▶ _How to complete this task_
Where "rooms" occurs in a line of the entries below, copy that line.

▶ _Dataset_
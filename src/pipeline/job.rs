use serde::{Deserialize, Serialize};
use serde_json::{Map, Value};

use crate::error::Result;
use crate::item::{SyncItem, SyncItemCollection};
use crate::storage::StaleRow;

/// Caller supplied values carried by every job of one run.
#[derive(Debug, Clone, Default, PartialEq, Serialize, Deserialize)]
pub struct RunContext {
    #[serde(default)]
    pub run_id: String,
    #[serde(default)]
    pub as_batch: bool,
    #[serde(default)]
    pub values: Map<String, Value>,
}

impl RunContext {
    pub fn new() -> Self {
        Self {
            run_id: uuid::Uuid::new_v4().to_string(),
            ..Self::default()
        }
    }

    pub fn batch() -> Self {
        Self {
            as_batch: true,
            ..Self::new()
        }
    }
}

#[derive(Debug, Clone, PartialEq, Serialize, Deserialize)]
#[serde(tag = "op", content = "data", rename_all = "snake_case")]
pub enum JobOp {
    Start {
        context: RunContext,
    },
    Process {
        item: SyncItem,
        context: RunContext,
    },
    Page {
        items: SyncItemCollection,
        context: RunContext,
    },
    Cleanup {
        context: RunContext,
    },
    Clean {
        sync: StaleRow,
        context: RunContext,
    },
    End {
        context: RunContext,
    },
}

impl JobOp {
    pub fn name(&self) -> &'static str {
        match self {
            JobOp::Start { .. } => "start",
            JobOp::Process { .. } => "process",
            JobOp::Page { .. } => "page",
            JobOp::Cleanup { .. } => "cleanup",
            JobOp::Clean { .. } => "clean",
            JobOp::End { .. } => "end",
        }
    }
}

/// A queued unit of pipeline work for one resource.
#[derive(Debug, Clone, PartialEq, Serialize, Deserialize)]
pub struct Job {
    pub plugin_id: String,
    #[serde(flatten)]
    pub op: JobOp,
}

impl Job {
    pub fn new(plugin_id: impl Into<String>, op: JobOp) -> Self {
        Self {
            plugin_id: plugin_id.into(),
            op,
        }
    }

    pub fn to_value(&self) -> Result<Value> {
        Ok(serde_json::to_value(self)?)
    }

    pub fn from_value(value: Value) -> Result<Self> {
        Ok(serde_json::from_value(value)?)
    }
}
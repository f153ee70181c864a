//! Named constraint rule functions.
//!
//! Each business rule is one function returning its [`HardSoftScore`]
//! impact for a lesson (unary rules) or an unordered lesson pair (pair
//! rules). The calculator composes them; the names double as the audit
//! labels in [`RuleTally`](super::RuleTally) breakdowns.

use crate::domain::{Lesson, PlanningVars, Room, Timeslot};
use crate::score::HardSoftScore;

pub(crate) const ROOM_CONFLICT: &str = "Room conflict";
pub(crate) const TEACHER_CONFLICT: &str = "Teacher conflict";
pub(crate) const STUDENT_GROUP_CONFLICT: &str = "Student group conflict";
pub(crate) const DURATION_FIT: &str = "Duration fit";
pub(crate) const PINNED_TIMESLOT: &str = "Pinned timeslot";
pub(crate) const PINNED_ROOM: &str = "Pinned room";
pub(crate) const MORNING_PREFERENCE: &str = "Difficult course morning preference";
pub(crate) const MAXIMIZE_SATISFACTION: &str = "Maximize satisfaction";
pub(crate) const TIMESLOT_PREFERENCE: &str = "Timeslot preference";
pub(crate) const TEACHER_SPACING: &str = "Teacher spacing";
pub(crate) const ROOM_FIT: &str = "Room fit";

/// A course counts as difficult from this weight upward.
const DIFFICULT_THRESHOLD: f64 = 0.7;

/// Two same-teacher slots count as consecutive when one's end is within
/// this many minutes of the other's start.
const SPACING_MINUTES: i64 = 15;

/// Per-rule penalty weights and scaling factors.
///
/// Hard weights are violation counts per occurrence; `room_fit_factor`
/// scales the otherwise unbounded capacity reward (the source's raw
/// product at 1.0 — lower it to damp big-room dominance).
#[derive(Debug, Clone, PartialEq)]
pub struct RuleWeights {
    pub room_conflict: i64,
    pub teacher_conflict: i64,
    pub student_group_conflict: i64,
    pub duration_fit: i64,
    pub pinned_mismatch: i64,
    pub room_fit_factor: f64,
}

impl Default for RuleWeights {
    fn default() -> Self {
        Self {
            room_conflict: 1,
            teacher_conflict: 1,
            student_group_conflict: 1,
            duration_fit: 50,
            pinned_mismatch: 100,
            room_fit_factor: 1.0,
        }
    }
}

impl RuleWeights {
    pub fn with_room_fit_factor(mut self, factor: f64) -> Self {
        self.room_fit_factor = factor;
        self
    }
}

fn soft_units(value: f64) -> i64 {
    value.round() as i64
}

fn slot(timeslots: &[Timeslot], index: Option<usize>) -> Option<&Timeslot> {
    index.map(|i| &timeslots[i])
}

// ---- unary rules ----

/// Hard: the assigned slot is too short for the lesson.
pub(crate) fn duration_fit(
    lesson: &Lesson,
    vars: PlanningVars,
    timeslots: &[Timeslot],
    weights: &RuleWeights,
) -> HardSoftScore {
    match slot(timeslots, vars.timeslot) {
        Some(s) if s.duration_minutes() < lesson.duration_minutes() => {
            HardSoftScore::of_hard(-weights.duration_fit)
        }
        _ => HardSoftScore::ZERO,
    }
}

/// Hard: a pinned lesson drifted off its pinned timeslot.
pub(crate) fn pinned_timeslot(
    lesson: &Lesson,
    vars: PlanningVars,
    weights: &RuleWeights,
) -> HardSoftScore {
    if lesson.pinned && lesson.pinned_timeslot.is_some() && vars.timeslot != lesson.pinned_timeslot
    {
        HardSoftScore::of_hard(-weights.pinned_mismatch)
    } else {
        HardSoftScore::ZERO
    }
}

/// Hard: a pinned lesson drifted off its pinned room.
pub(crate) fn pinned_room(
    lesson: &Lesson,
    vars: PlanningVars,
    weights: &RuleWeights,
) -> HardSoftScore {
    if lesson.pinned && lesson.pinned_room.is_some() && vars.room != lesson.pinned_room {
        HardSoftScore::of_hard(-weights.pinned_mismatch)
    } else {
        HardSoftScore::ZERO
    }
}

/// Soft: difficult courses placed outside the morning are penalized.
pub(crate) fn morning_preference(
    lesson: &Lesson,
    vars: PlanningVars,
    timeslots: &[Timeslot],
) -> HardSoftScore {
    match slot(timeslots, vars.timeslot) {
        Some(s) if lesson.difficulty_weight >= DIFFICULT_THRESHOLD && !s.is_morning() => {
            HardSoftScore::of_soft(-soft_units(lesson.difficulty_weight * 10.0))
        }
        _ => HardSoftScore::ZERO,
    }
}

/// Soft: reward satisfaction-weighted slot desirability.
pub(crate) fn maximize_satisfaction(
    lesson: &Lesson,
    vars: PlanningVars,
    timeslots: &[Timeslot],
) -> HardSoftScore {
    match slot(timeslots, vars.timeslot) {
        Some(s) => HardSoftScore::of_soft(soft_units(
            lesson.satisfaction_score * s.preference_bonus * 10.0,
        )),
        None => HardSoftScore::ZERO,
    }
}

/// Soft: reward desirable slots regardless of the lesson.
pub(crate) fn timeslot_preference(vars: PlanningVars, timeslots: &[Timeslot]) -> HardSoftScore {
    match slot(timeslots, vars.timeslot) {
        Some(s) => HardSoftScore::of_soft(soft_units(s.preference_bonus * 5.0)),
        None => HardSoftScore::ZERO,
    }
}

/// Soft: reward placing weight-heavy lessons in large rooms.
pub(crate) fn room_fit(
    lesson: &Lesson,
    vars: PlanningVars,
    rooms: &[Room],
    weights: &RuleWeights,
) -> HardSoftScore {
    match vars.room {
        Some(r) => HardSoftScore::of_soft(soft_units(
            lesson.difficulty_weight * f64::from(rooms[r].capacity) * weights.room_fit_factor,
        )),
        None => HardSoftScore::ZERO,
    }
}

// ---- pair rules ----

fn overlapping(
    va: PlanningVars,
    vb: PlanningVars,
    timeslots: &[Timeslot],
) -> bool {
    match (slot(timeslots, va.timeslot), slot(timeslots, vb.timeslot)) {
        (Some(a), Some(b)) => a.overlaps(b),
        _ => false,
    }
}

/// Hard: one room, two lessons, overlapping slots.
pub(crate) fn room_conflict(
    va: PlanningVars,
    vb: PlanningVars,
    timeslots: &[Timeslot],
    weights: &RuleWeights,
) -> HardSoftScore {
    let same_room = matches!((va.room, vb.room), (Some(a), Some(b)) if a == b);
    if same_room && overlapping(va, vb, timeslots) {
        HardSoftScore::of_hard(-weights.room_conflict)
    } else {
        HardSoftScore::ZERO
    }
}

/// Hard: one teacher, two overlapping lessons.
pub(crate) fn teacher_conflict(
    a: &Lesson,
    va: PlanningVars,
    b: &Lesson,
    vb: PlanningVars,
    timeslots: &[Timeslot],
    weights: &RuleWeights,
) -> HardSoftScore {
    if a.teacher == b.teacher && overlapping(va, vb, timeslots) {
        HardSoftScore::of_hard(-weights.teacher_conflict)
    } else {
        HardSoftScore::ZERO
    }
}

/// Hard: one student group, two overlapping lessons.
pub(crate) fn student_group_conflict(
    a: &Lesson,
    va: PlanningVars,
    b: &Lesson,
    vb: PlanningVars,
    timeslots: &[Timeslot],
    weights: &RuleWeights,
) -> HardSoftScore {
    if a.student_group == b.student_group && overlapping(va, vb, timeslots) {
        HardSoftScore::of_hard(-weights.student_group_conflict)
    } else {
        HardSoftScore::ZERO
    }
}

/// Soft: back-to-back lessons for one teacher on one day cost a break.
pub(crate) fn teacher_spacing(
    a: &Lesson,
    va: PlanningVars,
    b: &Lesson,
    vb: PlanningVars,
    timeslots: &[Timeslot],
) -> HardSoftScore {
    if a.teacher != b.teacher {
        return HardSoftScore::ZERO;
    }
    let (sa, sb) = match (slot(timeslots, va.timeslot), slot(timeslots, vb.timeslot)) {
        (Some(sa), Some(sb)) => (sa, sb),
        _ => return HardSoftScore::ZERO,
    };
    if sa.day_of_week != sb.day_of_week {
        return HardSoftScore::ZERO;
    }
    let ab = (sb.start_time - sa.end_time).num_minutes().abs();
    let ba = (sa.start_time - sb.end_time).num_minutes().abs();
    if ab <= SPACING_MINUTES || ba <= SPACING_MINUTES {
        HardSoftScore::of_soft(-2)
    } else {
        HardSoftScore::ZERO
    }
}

▶ _Written solution_
/// Soft: reward placing weight-heavy lessons in large rooms.
    rooms: &[Room],
            lesson.difficulty_weight * f64::from(rooms[r].capacity) * weights.room_fit_factor,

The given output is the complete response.